Provided data START

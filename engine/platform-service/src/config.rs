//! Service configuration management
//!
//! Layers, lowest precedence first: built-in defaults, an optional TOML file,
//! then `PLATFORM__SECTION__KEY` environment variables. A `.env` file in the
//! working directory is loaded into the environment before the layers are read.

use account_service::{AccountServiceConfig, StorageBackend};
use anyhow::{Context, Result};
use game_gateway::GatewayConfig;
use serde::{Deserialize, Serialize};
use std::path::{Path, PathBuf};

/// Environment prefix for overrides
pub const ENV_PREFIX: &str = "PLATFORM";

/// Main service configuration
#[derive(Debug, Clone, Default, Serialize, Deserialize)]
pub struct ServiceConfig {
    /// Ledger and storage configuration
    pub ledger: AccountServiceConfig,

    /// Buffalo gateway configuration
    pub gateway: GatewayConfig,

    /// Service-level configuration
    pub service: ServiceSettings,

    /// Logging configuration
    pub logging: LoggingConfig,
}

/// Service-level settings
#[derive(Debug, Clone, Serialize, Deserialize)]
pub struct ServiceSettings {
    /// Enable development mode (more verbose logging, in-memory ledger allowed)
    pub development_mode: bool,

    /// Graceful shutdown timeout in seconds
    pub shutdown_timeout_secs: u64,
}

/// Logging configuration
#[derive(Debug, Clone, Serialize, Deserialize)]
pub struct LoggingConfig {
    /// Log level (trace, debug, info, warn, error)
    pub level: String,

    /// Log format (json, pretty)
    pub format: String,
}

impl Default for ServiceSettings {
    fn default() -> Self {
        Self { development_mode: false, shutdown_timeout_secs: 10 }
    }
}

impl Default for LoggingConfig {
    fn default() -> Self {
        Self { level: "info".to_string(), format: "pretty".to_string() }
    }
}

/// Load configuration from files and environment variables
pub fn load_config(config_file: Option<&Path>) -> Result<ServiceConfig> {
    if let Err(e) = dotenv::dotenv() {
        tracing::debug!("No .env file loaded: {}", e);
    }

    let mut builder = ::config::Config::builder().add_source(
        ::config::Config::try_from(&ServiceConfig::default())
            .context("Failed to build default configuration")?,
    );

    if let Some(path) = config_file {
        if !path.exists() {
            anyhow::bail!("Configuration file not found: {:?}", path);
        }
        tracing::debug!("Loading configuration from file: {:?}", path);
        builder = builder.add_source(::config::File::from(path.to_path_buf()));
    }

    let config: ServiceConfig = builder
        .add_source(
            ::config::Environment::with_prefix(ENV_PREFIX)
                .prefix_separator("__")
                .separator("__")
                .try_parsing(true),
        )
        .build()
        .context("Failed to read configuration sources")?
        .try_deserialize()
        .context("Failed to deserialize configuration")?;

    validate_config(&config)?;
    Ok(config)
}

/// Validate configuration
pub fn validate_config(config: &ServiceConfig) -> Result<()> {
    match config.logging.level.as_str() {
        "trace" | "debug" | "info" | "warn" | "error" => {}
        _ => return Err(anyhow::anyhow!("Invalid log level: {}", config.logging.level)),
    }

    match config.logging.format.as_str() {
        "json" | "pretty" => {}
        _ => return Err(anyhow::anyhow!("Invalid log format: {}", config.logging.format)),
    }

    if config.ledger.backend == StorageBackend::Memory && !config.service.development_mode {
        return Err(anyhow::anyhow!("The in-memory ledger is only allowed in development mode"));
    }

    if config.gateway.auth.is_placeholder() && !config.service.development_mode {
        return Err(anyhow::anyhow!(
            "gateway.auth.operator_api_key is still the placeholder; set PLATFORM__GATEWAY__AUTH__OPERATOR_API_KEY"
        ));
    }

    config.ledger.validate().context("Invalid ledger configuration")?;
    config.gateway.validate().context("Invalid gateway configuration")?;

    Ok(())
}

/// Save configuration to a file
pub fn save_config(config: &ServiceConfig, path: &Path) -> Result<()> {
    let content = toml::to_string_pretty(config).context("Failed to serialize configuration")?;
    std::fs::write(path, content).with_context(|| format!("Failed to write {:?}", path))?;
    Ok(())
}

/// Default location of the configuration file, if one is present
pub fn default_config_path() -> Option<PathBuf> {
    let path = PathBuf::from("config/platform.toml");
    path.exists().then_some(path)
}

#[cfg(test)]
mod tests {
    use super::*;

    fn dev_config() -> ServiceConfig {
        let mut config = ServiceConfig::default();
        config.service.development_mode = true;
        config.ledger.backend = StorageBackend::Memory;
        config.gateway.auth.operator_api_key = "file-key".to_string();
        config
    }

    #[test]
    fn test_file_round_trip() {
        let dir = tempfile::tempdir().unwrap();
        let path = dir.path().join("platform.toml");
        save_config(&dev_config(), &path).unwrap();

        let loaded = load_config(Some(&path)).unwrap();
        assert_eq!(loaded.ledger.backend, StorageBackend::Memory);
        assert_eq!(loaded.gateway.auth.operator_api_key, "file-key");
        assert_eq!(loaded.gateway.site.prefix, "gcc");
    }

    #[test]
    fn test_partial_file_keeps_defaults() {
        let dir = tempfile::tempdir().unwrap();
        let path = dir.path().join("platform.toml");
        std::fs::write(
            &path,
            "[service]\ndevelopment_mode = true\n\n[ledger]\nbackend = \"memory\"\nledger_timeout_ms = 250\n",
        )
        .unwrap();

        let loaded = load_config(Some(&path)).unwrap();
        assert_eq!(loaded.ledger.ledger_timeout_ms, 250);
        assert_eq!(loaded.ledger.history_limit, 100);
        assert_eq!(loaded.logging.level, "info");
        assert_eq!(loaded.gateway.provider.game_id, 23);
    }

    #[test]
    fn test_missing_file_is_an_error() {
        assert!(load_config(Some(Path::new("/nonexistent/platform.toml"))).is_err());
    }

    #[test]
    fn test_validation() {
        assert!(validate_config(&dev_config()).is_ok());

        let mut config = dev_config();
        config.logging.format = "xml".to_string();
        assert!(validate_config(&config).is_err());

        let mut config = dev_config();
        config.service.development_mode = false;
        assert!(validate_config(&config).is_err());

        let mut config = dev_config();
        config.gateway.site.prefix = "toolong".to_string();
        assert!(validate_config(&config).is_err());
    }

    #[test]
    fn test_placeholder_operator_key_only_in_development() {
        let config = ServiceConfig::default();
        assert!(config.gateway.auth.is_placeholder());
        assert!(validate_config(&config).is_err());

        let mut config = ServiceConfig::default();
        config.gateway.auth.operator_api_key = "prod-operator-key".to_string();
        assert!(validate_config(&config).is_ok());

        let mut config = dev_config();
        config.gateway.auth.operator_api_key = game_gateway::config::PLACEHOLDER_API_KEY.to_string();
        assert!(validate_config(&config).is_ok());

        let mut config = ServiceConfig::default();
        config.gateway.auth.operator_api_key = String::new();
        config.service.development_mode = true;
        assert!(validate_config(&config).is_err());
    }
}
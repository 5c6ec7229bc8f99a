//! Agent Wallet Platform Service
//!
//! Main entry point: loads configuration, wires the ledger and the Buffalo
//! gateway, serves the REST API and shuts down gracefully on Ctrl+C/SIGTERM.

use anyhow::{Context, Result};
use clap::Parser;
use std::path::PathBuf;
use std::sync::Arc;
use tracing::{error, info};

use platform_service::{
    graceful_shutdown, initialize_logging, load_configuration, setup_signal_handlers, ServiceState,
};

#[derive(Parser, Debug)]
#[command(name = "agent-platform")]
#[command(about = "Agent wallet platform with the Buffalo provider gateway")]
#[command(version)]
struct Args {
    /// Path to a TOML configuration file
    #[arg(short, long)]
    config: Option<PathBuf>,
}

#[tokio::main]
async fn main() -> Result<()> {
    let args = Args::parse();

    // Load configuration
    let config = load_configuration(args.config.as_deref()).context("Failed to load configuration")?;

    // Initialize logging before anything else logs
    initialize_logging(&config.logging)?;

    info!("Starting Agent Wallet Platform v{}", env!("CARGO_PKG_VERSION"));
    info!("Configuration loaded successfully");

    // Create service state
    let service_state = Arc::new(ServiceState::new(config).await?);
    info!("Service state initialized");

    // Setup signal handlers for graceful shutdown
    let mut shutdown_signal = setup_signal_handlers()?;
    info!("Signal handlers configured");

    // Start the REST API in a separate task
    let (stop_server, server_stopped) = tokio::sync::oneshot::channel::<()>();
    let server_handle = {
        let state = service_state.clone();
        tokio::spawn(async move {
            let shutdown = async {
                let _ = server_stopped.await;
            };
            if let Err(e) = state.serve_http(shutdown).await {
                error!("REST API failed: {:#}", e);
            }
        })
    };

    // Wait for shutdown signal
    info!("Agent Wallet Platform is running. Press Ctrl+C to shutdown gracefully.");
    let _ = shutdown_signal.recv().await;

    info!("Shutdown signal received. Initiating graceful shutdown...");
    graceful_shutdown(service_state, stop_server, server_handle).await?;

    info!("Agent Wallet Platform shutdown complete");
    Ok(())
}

Provided data END

What the task requires
If a line in the entries above contains "provider", report it.

Reply to the task
        assert_eq!(loaded.gateway.provider.game_id, 23);
#[command(about = "Agent wallet platform with the Buffalo provider gateway")]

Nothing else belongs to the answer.